BEGIN Input data

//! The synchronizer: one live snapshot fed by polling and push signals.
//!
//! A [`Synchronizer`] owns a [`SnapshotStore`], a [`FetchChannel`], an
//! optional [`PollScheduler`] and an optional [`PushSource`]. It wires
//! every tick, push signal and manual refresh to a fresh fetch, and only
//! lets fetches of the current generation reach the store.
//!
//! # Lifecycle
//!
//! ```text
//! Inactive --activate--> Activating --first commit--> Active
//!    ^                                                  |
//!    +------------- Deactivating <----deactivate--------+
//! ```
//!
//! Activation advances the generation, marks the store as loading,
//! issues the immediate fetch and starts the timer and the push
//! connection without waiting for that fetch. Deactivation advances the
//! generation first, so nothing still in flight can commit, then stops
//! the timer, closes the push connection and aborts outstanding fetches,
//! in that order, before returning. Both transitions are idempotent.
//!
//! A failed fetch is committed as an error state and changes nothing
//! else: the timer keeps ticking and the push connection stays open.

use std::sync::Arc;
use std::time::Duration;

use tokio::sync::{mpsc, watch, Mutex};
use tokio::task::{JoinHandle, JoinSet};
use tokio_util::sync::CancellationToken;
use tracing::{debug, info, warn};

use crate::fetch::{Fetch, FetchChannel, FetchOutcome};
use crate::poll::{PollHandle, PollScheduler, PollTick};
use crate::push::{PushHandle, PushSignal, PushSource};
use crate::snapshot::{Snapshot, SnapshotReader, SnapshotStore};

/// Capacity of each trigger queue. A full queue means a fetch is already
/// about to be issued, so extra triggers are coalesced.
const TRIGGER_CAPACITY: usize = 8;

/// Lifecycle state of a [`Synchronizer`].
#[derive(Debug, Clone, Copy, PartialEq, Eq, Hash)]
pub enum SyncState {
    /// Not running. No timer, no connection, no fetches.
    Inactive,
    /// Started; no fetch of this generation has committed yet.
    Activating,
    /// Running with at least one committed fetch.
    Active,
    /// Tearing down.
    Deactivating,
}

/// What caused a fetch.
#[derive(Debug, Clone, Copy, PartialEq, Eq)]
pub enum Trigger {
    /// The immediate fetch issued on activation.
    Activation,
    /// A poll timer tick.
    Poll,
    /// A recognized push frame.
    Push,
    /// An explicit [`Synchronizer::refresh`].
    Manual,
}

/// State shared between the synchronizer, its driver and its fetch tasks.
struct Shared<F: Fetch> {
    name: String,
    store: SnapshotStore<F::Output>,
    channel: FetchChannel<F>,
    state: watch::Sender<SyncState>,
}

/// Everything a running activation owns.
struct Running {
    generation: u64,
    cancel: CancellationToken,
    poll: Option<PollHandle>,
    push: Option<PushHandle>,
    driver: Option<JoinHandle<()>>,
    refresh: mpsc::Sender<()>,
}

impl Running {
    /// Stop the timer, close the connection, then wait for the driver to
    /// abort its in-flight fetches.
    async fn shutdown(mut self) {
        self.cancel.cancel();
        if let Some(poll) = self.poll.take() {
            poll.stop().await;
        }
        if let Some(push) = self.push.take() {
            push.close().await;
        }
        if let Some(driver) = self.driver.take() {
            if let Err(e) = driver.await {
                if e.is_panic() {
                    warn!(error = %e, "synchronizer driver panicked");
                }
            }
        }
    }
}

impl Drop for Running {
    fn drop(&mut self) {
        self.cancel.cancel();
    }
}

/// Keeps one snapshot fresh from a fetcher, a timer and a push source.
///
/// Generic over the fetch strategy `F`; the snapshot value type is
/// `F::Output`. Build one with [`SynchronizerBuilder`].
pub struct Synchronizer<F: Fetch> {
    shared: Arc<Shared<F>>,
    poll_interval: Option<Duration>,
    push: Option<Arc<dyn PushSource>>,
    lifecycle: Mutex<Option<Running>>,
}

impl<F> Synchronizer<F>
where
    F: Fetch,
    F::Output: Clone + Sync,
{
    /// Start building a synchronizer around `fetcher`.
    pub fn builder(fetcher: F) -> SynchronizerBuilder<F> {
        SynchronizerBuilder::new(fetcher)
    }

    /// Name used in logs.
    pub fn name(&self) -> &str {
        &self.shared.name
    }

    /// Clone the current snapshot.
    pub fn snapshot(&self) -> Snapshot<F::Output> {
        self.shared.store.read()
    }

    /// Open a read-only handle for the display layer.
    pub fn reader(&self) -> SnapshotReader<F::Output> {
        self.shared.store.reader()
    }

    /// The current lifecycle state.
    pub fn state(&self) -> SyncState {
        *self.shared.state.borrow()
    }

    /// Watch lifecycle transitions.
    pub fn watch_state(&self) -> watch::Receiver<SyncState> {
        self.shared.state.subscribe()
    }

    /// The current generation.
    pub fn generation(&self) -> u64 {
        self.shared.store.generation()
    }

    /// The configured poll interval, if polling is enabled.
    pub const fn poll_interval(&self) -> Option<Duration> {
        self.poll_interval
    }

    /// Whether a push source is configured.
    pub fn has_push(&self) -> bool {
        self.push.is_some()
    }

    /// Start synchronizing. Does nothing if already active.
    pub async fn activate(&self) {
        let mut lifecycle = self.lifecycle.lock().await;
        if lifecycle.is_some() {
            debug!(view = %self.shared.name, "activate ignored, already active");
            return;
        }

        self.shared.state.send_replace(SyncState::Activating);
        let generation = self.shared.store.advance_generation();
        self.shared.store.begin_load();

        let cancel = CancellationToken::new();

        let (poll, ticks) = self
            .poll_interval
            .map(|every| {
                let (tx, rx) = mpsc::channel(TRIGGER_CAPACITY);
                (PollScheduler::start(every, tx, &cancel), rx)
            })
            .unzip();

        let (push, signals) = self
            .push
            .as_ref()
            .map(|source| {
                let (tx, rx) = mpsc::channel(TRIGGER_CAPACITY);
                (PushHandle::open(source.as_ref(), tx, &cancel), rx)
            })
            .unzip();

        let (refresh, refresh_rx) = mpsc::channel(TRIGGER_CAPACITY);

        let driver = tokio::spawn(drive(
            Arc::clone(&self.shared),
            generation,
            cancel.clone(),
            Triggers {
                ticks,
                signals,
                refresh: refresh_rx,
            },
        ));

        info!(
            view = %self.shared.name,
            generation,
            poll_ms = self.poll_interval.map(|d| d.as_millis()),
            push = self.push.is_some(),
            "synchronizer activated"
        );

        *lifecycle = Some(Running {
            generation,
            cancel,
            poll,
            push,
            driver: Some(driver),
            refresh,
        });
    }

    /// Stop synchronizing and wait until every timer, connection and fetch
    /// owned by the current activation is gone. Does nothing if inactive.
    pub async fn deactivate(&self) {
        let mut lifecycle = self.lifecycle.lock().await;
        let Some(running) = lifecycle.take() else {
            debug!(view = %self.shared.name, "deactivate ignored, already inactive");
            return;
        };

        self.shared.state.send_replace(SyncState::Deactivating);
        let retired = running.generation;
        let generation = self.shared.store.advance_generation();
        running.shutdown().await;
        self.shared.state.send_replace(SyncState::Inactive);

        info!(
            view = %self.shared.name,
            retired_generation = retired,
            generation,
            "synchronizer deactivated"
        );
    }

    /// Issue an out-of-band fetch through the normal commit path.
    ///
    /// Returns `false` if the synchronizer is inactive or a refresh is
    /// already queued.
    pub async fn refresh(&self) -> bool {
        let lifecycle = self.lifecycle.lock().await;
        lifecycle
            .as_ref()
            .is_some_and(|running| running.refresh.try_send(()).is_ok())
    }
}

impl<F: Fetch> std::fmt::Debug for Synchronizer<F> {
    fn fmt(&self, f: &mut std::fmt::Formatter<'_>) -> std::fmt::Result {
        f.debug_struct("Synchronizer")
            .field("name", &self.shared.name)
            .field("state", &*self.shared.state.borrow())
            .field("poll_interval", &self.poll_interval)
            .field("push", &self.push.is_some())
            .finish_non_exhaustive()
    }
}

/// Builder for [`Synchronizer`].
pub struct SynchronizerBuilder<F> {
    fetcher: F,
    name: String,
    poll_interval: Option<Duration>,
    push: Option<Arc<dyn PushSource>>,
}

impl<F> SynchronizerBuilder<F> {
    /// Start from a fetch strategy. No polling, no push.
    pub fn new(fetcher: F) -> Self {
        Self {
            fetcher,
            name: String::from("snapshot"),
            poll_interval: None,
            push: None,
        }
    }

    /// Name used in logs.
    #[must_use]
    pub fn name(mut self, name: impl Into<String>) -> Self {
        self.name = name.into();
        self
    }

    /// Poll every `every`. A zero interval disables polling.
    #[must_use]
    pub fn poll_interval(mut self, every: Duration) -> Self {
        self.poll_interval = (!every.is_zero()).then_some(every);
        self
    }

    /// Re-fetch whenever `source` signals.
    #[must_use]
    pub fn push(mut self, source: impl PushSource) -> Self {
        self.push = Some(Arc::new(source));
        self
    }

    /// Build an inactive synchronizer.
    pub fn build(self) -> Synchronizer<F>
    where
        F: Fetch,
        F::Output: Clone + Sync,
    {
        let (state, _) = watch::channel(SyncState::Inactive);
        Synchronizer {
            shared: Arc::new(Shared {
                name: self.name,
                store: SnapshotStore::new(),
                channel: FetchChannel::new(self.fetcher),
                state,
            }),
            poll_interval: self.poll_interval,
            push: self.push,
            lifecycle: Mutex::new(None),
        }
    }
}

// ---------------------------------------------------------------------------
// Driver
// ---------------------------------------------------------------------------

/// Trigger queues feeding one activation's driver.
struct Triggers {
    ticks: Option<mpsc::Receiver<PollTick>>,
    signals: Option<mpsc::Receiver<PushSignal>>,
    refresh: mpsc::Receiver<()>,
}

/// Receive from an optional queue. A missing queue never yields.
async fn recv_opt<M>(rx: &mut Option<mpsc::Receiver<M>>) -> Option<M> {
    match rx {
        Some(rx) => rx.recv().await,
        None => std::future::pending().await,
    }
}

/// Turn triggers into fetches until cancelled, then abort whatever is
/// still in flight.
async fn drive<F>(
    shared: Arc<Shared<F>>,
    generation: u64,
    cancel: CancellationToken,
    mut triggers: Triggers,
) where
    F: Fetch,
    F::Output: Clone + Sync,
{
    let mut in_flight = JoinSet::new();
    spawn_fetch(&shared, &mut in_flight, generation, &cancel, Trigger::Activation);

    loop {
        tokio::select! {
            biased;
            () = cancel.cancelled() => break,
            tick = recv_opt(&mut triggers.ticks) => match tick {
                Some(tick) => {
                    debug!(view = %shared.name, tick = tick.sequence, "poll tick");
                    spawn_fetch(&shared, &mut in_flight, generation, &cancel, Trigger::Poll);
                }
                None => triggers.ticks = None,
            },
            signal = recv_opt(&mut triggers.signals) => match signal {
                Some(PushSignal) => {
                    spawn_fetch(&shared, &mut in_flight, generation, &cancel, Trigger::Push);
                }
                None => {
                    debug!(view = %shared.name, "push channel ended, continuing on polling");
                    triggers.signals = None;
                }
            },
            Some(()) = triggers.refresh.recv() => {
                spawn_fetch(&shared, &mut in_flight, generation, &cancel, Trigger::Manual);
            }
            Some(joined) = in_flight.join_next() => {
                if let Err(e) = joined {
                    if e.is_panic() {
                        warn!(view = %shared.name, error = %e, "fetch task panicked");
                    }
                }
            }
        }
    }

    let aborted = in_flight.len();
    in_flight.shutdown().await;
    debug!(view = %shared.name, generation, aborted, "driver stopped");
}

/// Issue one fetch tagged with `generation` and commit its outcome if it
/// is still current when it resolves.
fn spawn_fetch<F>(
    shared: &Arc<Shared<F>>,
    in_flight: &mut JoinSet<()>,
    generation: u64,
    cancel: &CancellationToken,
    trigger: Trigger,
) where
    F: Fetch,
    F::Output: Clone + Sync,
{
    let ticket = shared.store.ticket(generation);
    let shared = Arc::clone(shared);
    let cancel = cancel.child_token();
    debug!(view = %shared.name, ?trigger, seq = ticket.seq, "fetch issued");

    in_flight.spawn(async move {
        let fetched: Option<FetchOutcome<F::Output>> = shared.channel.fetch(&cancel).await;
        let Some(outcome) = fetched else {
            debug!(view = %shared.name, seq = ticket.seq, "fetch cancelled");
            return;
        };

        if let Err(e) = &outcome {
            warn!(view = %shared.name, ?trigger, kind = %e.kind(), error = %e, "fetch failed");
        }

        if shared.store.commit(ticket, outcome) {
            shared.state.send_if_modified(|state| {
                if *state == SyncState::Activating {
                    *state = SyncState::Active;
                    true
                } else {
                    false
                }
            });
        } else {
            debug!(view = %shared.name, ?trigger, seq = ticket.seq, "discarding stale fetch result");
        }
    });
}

END Input data

Repeat the entries verbatim through the line with "timer and the push".

■ **Answer for this exercise**:
//! The synchronizer: one live snapshot fed by polling and push signals.
//!
//! A [`Synchronizer`] owns a [`SnapshotStore`], a [`FetchChannel`], an
//! optional [`PollScheduler`] and an optional [`PushSource`]. It wires
//! every tick, push signal and manual refresh to a fresh fetch, and only
//! lets fetches of the current generation reach the store.
//!
//! # Lifecycle
//!
//! ```text
//! Inactive --activate--> Activating --first commit--> Active
//!    ^                                                  |
//!    +------------- Deactivating <----deactivate--------+
//! ```
//!
//! Activation advances the generation, marks the store as loading,
//! issues the immediate fetch and starts the timer and the push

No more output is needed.